O husband, my husband

Let me tell you one thing: caregivers don't get nearly enough credit for what they do.  My husband deals with my stuttering speech, when I used to match him in throwing sarcastic comments to and fro. He deals with my aphasia despite the fact that it takes me 12 minutes to say a sentence. He deals with having to make almost every meal and clean up the kitchen where that used to be my job. And he does it while making sparkling commentary with an unmatched sense of humor.

During the hospital stay, he mostly pulled 12 hour days with me, never knowing that his presence kept me from falling down the dark pit of despair, after which he would go home to the dogs and cat, feed them and give Henry--our boxer--hugs.

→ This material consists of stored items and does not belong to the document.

//! Score bucketing: maps a numeric score or a severity class onto a discrete
//! tier.
//!
//! Numeric scores go through a [`ThresholdTable`]:
//!
//! | Preset           | Tiers (highest boundary first)                 |
//! |------------------|------------------------------------------------|
//! | `safety_score`   | >= 8 good, >= 6 caution, else risk             |
//! | `route_status`   | >= 8 good, >= 7 warning, >= 6 caution, else alert |
//! | `rating`         | >= 4 good, >= 3 fair, >= 2 poor, else unsafe   |
//!
//! Severity enums are ranked through the static tables on [`Ranked`], which
//! are the only ordering of severities used by sorting and aggregation.

use serde::{Deserialize, Serialize};

use crate::error::{EngineError, Result};
use crate::model::{AccidentSeverity, ChatCategory, HarassmentSeverity, SignalKind, SignalRecord};

/// A discrete bucket. `rank` grows with the boundary (or severity) so tiers of
/// one scale are totally ordered.
#[derive(Debug, Clone, PartialEq, Eq, Hash, Serialize, Deserialize)]
pub struct Tier {
    pub label: String,
    pub rank: usize,
}

impl Tier {
    pub fn new(label: &str, rank: usize) -> Self {
        Self {
            label: label.to_string(),
            rank,
        }
    }
}

/// One row of a threshold table: values meeting or exceeding `boundary` fall
/// into `tier` unless a higher boundary also matches.
#[derive(Debug, Clone, PartialEq, Serialize, Deserialize)]
pub struct Threshold {
    pub boundary: f64,
    pub tier: String,
}

impl From<(f64, &str)> for Threshold {
    fn from((boundary, tier): (f64, &str)) -> Self {
        Self {
            boundary,
            tier: tier.to_string(),
        }
    }
}

/// Validated, highest-boundary-first list of thresholds.
#[derive(Debug, Clone, PartialEq, Serialize, Deserialize)]
#[serde(try_from = "Vec<Threshold>", into = "Vec<Threshold>")]
pub struct ThresholdTable {
    // Never empty; sorted by boundary, descending.
    entries: Vec<(f64, Tier)>,
}

impl ThresholdTable {
    /// Builds a table from thresholds in any order.
    ///
    /// # Errors
    ///
    /// Returns [`EngineError::EmptyThresholds`] for an empty list and
    /// [`EngineError::InvalidThreshold`] when a boundary is not finite.
    pub fn new(thresholds: Vec<Threshold>) -> Result<Self> {
        if thresholds.is_empty() {
            return Err(EngineError::EmptyThresholds);
        }

        if let Some(bad) = thresholds.iter().find(|t| !t.boundary.is_finite()) {
            return Err(EngineError::InvalidThreshold {
                tier: bad.tier.clone(),
            });
        }

        let mut sorted = thresholds;
        // Stable: among equal boundaries the first listed wins.
        sorted.sort_by(|a, b| b.boundary.total_cmp(&a.boundary));

        let len = sorted.len();
        let entries = sorted
            .into_iter()
            .enumerate()
            .map(|(i, t)| (t.boundary, Tier::new(&t.tier, len - 1 - i)))
            .collect();

        Ok(Self { entries })
    }

    fn from_static(rows: &[(f64, &str)]) -> Self {
        let len = rows.len();
        Self {
            entries: rows
                .iter()
                .enumerate()
                .map(|(i, (boundary, label))| (*boundary, Tier::new(label, len - 1 - i)))
                .collect(),
        }
    }

    /// Overall safety score colors used across the dashboard.
    pub fn safety_score() -> Self {
        Self::from_static(&[(8.0, "good"), (6.0, "caution"), (0.0, "risk")])
    }

    /// Route status labels and the four-color heat map scale.
    pub fn route_status() -> Self {
        Self::from_static(&[
            (8.0, "good"),
            (7.0, "warning"),
            (6.0, "caution"),
            (0.0, "alert"),
        ])
    }

    /// Star rating colors for harassment reports.
    pub fn rating() -> Self {
        Self::from_static(&[(4.0, "good"), (3.0, "fair"), (2.0, "poor"), (1.0, "unsafe")])
    }

    /// Returns the tier for `value`.
    ///
    /// The first boundary (highest first) that `value` meets or exceeds wins.
    /// Values below every boundary, and NaN, land in the lowest tier.
    pub fn bucket(&self, value: f64) -> &Tier {
        self.entries
            .iter()
            .find(|(boundary, _)| value >= *boundary)
            .map_or_else(|| self.lowest(), |(_, tier)| tier)
    }

    fn lowest(&self) -> &Tier {
        &self.entries[self.entries.len() - 1].1
    }

    pub fn highest_rank(&self) -> usize {
        self.entries.len() - 1
    }

    /// Tiers from the highest boundary down.
    pub fn tiers(&self) -> impl Iterator<Item = &Tier> {
        self.entries.iter().map(|(_, tier)| tier)
    }
}

impl Default for ThresholdTable {
    fn default() -> Self {
        Self::safety_score()
    }
}

impl TryFrom<Vec<Threshold>> for ThresholdTable {
    type Error = EngineError;

    fn try_from(thresholds: Vec<Threshold>) -> Result<Self> {
        Self::new(thresholds)
    }
}

impl From<ThresholdTable> for Vec<Threshold> {
    fn from(table: ThresholdTable) -> Self {
        table
            .entries
            .into_iter()
            .map(|(boundary, tier)| Threshold {
                boundary,
                tier: tier.label,
            })
            .collect()
    }
}

/// Free-function form of [`ThresholdTable::bucket`].
pub fn bucket(value: f64, table: &ThresholdTable) -> &Tier {
    table.bucket(value)
}

/// Closed enums with a fixed ordinal rank.
pub trait Ranked: Copy + PartialEq + Into<&'static str> + 'static {
    /// Every value of the scale with its rank, lowest first.
    const RANKS: &'static [(Self, u8)];

    fn rank(self) -> u8 {
        Self::RANKS
            .iter()
            .find(|(value, _)| *value == self)
            .map_or(0, |(_, rank)| *rank)
    }

    fn tier(self) -> Tier {
        let label: &'static str = self.into();
        Tier::new(label, usize::from(self.rank()))
    }

    fn scale() -> Vec<Tier> {
        Self::RANKS.iter().map(|(value, _)| value.tier()).collect()
    }
}

impl Ranked for AccidentSeverity {
    const RANKS: &'static [(Self, u8)] = &[
        (Self::Minor, 1),
        (Self::Moderate, 2),
        (Self::Severe, 3),
    ];
}

impl Ranked for HarassmentSeverity {
    const RANKS: &'static [(Self, u8)] = &[(Self::Low, 1), (Self::Medium, 2), (Self::High, 3)];
}

impl Ranked for ChatCategory {
    const RANKS: &'static [(Self, u8)] = &[
        (Self::General, 0),
        (Self::Story, 1),
        (Self::Delay, 2),
        (Self::Danger, 3),
    ];
}

impl SignalRecord {
    /// Ordinal severity of the record, for the variants that have one.
    pub fn severity_rank(&self) -> Option<u8> {
        match &self.kind {
            SignalKind::Accident(a) => Some(a.severity.rank()),
            SignalKind::Harassment(h) => Some(h.severity.rank()),
            SignalKind::Chat(c) => Some(c.category.rank()),
            SignalKind::RouteScore(_) => None,
        }
    }

    /// The tier this record is counted and colored under. Route scores are
    /// bucketed through `table`; every other variant uses its ranked enum.
    pub fn tier(&self, table: &ThresholdTable) -> Tier {
        match &self.kind {
            SignalKind::Accident(a) => a.severity.tier(),
            SignalKind::Harassment(h) => h.severity.tier(),
            SignalKind::Chat(c) => c.category.tier(),
            SignalKind::RouteScore(r) => table.bucket(r.score).clone(),
        }
    }

    /// All tiers of the scale this record is bucketed on.
    pub fn tier_scale(&self, table: &ThresholdTable) -> Vec<Tier> {
        match &self.kind {
            SignalKind::Accident(_) => AccidentSeverity::scale(),
            SignalKind::Harassment(_) => HarassmentSeverity::scale(),
            SignalKind::Chat(_) => ChatCategory::scale(),
            SignalKind::RouteScore(_) => table.tiers().cloned().collect(),
        }
    }
}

And he'd get 5-6 hours of sleep, and he'd wake up and do it all over again.

In the months after my stroke, he'd get me to every damn doctor's appointment and therapy session (I couldn't drive). And he made sure I laughed. Every. Single. Day.

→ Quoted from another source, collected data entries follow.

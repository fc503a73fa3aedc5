//! Stable, key-selectable ordering of signal records.

use std::cmp::Ordering;

use chrono::{DateTime, Utc};
use serde::{Deserialize, Serialize};
use strum_macros::{AsRefStr, Display, EnumString, IntoStaticStr};
use tracing::debug;

use crate::error::{EngineError, Result};
use crate::model::{SignalKind, SignalRecord};

#[derive(
    Debug,
    Clone,
    Copy,
    PartialEq,
    Eq,
    Hash,
    Serialize,
    Deserialize,
    Display,
    EnumString,
    AsRefStr,
    IntoStaticStr,
)]
#[serde(rename_all = "snake_case")]
#[strum(serialize_all = "snake_case")]
pub enum SortKey {
    #[strum(to_string = "recency", serialize = "recent")]
    Recency,
    #[strum(to_string = "severity_rank", serialize = "severity")]
    SeverityRank,
    Casualties,
    Rating,
    Score,
    Likes,
}

#[derive(
    Debug,
    Clone,
    Copy,
    PartialEq,
    Eq,
    Hash,
    Serialize,
    Deserialize,
    Display,
    EnumString,
    AsRefStr,
)]
#[serde(rename_all = "snake_case")]
#[strum(serialize_all = "snake_case")]
pub enum SortDirection {
    #[strum(to_string = "ascending", serialize = "asc")]
    Ascending,
    #[strum(to_string = "descending", serialize = "desc")]
    Descending,
}

impl SortKey {
    /// Parses a key name as sent by a view.
    ///
    /// # Errors
    ///
    /// Returns [`EngineError::UnknownSortKey`] for an unrecognized name.
    pub fn parse(name: &str) -> Result<Self> {
        name.parse()
            .map_err(|_| EngineError::UnknownSortKey(name.to_string()))
    }

    /// Most recent, most severe, most casualties first. Ratings default to
    /// lowest (least safe) first.
    pub const fn default_direction(self) -> SortDirection {
        match self {
            Self::Rating => SortDirection::Ascending,
            Self::Recency | Self::SeverityRank | Self::Casualties | Self::Score | Self::Likes => {
                SortDirection::Descending
            }
        }
    }

    /// Whether records of this variant carry the key.
    pub const fn supports(self, kind: &SignalKind) -> bool {
        matches!(
            (self, kind),
            (Self::Recency, _)
                | (
                    Self::SeverityRank,
                    SignalKind::Accident(_) | SignalKind::Harassment(_) | SignalKind::Chat(_)
                )
                | (Self::Casualties, SignalKind::Accident(_))
                | (Self::Rating, SignalKind::Harassment(_))
                | (Self::Score, SignalKind::RouteScore(_))
                | (Self::Likes, SignalKind::Chat(_))
        )
    }
}

#[derive(Debug, Clone, Copy)]
enum SortValue {
    Time(DateTime<Utc>),
    Int(i64),
    Float(f64),
}

impl SortValue {
    fn compare(&self, other: &Self) -> Ordering {
        match (self, other) {
            (Self::Time(a), Self::Time(b)) => a.cmp(b),
            (Self::Int(a), Self::Int(b)) => a.cmp(b),
            // Non-finite scores never get here; -0.0 and 0.0 compare equal.
            (Self::Float(a), Self::Float(b)) => a.partial_cmp(b).unwrap_or(Ordering::Equal),
            // One key always yields one value shape.
            _ => Ordering::Equal,
        }
    }
}

fn sort_value(key: SortKey, record: &SignalRecord) -> Option<SortValue> {
    match (key, &record.kind) {
        (SortKey::Recency, _) => Some(SortValue::Time(record.timestamp)),
        (SortKey::SeverityRank, _) => record
            .severity_rank()
            .map(|rank| SortValue::Int(i64::from(rank))),
        (SortKey::Casualties, SignalKind::Accident(a)) => {
            Some(SortValue::Int(i64::from(a.casualties)))
        }
        (SortKey::Rating, SignalKind::Harassment(h)) => Some(SortValue::Int(i64::from(h.rating))),
        (SortKey::Score, SignalKind::RouteScore(r)) => Some(SortValue::Float(r.score)),
        (SortKey::Likes, SignalKind::Chat(c)) => Some(SortValue::Int(i64::from(c.likes))),
        _ => None,
    }
}

/// Orders well-formed records by `key`.
///
/// The sort is stable in both directions: records with equal keys keep their
/// input order. `direction` falls back to [`SortKey::default_direction`].
///
/// # Errors
///
/// Returns [`EngineError::InvalidKey`] naming the first record variant that
/// does not carry `key`. Empty input always succeeds.
pub fn sort<'a, I>(
    records: I,
    key: SortKey,
    direction: Option<SortDirection>,
) -> Result<Vec<&'a SignalRecord>>
where
    I: IntoIterator<Item = &'a SignalRecord>,
{
    let direction = direction.unwrap_or(key.default_direction());

    let mut keyed: Vec<(SortValue, &SignalRecord)> = Vec::new();
    for record in records {
        if !record.is_well_formed() {
            debug!(id = %record.id, "Excluding malformed record from sort");
            continue;
        }

        if !key.supports(&record.kind) {
            return Err(EngineError::InvalidKey {
                key: key.into(),
                variant: record.variant(),
            });
        }
        if let Some(value) = sort_value(key, record) {
            keyed.push((value, record));
        }
    }

    keyed.sort_by(|(a, _), (b, _)| match direction {
        SortDirection::Ascending => a.compare(b),
        SortDirection::Descending => b.compare(a),
    });

    debug!(%key, %direction, sorted = keyed.len(), "Sort applied");
    Ok(keyed.into_iter().map(|(_, record)| record).collect())
}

Here is a list of things in no particular order that I still think about:
  • Buying me flash cards at the dollar store when I was still in the hospital. Nothing says I "I love you" like holding up a picture of Elmo and saying "I don't know what he's holding--a handful of uncomfortable geese? Chickens? Ducks? Anyway, I need you to count them"
  • Making sure I had underpants. I CANNOT STRESS ENOUGH WHAT A WONDERFUL GIFT THIS WAS AFTER ONE WEEK OF DIAPERS.
  • Helping me fill out what I wanted for for meals at the hospital. "May I recommend the chocolate mousse? Or, if you're in the mood for fruit, we have a wide variety of sliced apples."
  • Pushing my wheelchair out to a shady spot so I could get some fresh air while he critiqued the job done by the window washers.  "Oh, look at that. They got footprints on the glass. That's going to bring their Yelp review down."
  • Bringing me shoes, even though I said they were Fila (they were Adidas) with stars on them (they had stripes)
  • Scraping adhesive off my skin when I got the Holter monitor off (which is an ECG device that  apparently was cemented to my skin) 
  • Getting tennis balls for my walker: "Don't let the neighbors see; everyone's gonna want them"
  • Driving lessons at the Wal-Mart parking lot to ensure I passed the test
  • Making up ridiculous 5-word sentences for a speech task: "Henry's farts smell very bad"
He did this knowing he'd never get the girl back who he fell in love with.

And on June 15, 2018, few days shy of a month after my stroke, he married me anyway.